An open API service indexing awesome lists of open source software.

https://github.com/rom1mouret/ml-essentials

dataframe library for machine learning
https://github.com/rom1mouret/ml-essentials

dataframe dataframe-library machine-learning ml one-hot-encoding preprocessing

Last synced: 23 days ago
JSON representation

dataframe library for machine learning

Awesome Lists containing this project

README

          

ml-essentials is a data frame library for Go in the same vein as [qota](https://github.com/go-gota/gota) and [qframe](https://github.com/tobgu/qframe).

It draws inspiration from [pandas](https://pandas.pydata.org/) and [numpy](https://numpy.org/).

Unlike [qota](https://github.com/go-gota/gota) and [qframe](https://github.com/tobgu/qframe),
ml-essentials doesn't cater for data scientists, e.g. with functions to load Excel files, SQL databases or functions to help with [EDA](https://en.wikipedia.org/wiki/Exploratory_data_analysis).
It is best suited for machine learning engineers who want to serve their models in a safe and predictable manner.
It is also smaller, with a focus on simplicity, stability and clarity.

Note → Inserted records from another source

//! PIX code scraping from rendered invoice preview pages.
//!
//! The preview page does not expose the code through any API, so it is read
//! out of the HTML with three heuristics tried in order:
//!
//! 1. the dedicated PIX section container,
//! 2. the paragraph right after the "Código Pix copia e cola" heading,
//! 3. any paragraph carrying the PIX key marker.
//!
//! Every candidate goes through [`PixCode::parse`], so nothing without the
//! BR-Code header is ever returned.

use std::time::Duration;

use cobrador_core::PixCode;
use reqwest::Client;
use scraper::{ElementRef, Html, Selector};
use tracing::{debug, instrument, warn};

use crate::error::{ExtractError, ExtractResult};

/// Containers that hold nothing but the copy-and-paste code.
const PIX_SECTION_SELECTOR: &str = "#pix-section, .pix-section, [data-pix-section]";

/// Heading text announcing the copy-and-paste code.
const PIX_HEADING_TEXT: &str = "Código Pix copia e cola";

const HEADING_SELECTOR: &str = "h1, h2, h3, h4, h5, h6";

/// GUI identifier embedded in every PIX key payload.
const PIX_KEY_MARKER: &str = "br.gov.bcb.pix";

/// Fetches invoice preview pages and pulls the PIX code out of them.
#[derive(Debug, Clone)]
pub struct InvoiceScraper {
    http_client: Client,
}

impl InvoiceScraper {
    /// Creates a scraper whose requests are bounded by `timeout`.
    ///
    /// # Errors
    ///
    /// Returns an error if the HTTP client cannot be created.
    pub fn new(timeout: Duration) -> ExtractResult<Self> {
        let http_client = Client::builder()
            .timeout(timeout)
            .user_agent("cobrador/0.1")
            .build()
            .map_err(|e| ExtractError::Config(format!("Failed to build HTTP client: {e}")))?;
        Ok(Self { http_client })
    }

    /// Create a scraper with a pre-built `reqwest::Client` (for testing).
    #[must_use]
    pub fn with_http_client(http_client: Client) -> Self {
        Self { http_client }
    }

    /// Returns the PIX code embedded in the page at `page_url`, if any.
    ///
    /// A missing code and a failed fetch both yield `None`: scraping must
    /// never abort the batch.
    #[instrument(skip(self))]
    pub async fn extract_pix_code(&self, page_url: &str) -> Option<PixCode> {
        let html = match self.fetch_page(page_url).await {
            Ok(html) => html,
            Err(e) => {
                warn!(error = %e, "Failed to fetch invoice page");
                return None;
            }
        };

        let code = find_pix_code(&html);
        if code.is_none() {
            debug!("No PIX code found on invoice page");
        }
        code
    }

    async fn fetch_page(&self, page_url: &str) -> ExtractResult<String> {
        let response = self
            .http_client
            .get(page_url)
            .send()
            .await?
            .error_for_status()?;
        Ok(response.text().await?)
    }
}

/// Runs the three heuristics over `html` and returns the first valid code.
#[must_use]
pub fn find_pix_code(html: &str) -> Option<PixCode> {
    let document = Html::parse_document(html);

    from_pix_section(&document)
        .or_else(|| from_heading(&document))
        .or_else(|| from_marked_paragraph(&document))
}

fn element_text(element: &ElementRef<'_>) -> String {
    element.text().collect::<String>()
}

fn from_pix_section(document: &Html) -> Option<PixCode> {
    let selector = Selector::parse(PIX_SECTION_SELECTOR).ok()?;
    document
        .select(&selector)
        .find_map(|section| PixCode::parse(&element_text(&section)))
}

fn from_heading(document: &Html) -> Option<PixCode> {
    let selector = Selector::parse(HEADING_SELECTOR).ok()?;
    document
        .select(&selector)
        .filter(|heading| element_text(heading).contains(PIX_HEADING_TEXT))
        .find_map(|heading| {
            let next = heading.next_siblings().find_map(ElementRef::wrap)?;
            if next.value().name() != "p" {
                return None;
            }
            PixCode::parse(&element_text(&next))
        })
}

fn from_marked_paragraph(document: &Html) -> Option<PixCode> {
    let selector = Selector::parse("p").ok()?;
    document.select(&selector).find_map(|paragraph| {
        let text = element_text(&paragraph);
        if text.contains(PIX_KEY_MARKER) {
            PixCode::parse(&text)
        } else {
            None
        }
    })
}
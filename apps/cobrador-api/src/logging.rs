//! Structured JSON logging setup using tracing.

use tracing_subscriber::{fmt, layer::SubscriberExt, util::SubscriberInitExt, EnvFilter};

/// Default filter when `RUST_LOG` is unset.
pub const DEFAULT_FILTER: &str = "info,cobrador=debug";

/// Initialize the tracing subscriber with JSON output.
///
/// `RUST_LOG` takes precedence over `filter`.
///
/// # Panics
///
/// Panics if the subscriber has already been initialized.
pub fn init_logging(filter: &str) {
    let filter_layer =
        match EnvFilter::try_from_default_env().or_else(|_| EnvFilter::try_new(filter)) {
            Ok(f) => f,
            Err(e) => {
                eprintln!("FATAL: Failed to create log filter: {e}");
                std::process::exit(1);
            }
        };

    let fmt_layer = fmt::layer()
        .json()
        .with_target(true)
        .with_thread_ids(false)
        .with_file(true)
        .with_line_number(true)
        .flatten_event(true);

    tracing_subscriber::registry()
        .with(fmt_layer)
        .with(filter_layer)
        .init();

    tracing::info!(filter = %filter, "Logging initialized");
}

/// Initialize logging for tests (with simpler output).
pub fn init_test_logging() {
    let _ = tracing_subscriber::fmt()
        .with_test_writer()
        .with_env_filter("debug")
        .try_init();
}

I hope that ml-essentials is transparent enough for users to glance at their code and get a sense of what ml-essentials does under the hood and how much it is going to cost in CPU and RAM usage.
To illustrate my point, I am enumerating below all the view-returning functions.
Those features are only available through views, so the user has no choice but to spell out what his/her code should do.

```
(df *DataFrame) IndexView(indices []int) *DataFrame
(df *DataFrame) SliceView(from int, to int) *DataFrame
(df *DataFrame) MaskView(mask []bool) *DataFrame
(df *DataFrame) ColumnView(columns ...string) *DataFrame
(df *DataFrame) ShuffleView() *DataFrame
(df *DataFrame) SampleView(n int, replacement bool) *DataFrame
(df *DataFrame) SplitNView(n int) []*DataFrame
(df *DataFrame) SplitView(batchSize int) []*DataFrame
(df *DataFrame) SplitTrainTestViews(testingRatio float64) (*DataFrame, *DataFrame)
(df *DataFrame) SortedView(byColumn string) *DataFrame
(df *DataFrame) TopView(byColumn string, n int, ascending bool, sorted bool) *DataFrame
(df *DataFrame) ReverseView() *DataFrame
(df *DataFrame) HashStringsView(columns ...string) *DataFrame
(df *DataFrame) DetachedView(columns ...string) *DataFrame
(df *DataFrame) ResetIndexView() *DataFrame
(df *DataFrame) ShallowCopy() *DataFrame
(df *DataFrame) ColumnConcatView(dfs ...*DataFrame) (*DataFrame, error)
```

View-returning functions are guaranteed not to copy any large chunk of data.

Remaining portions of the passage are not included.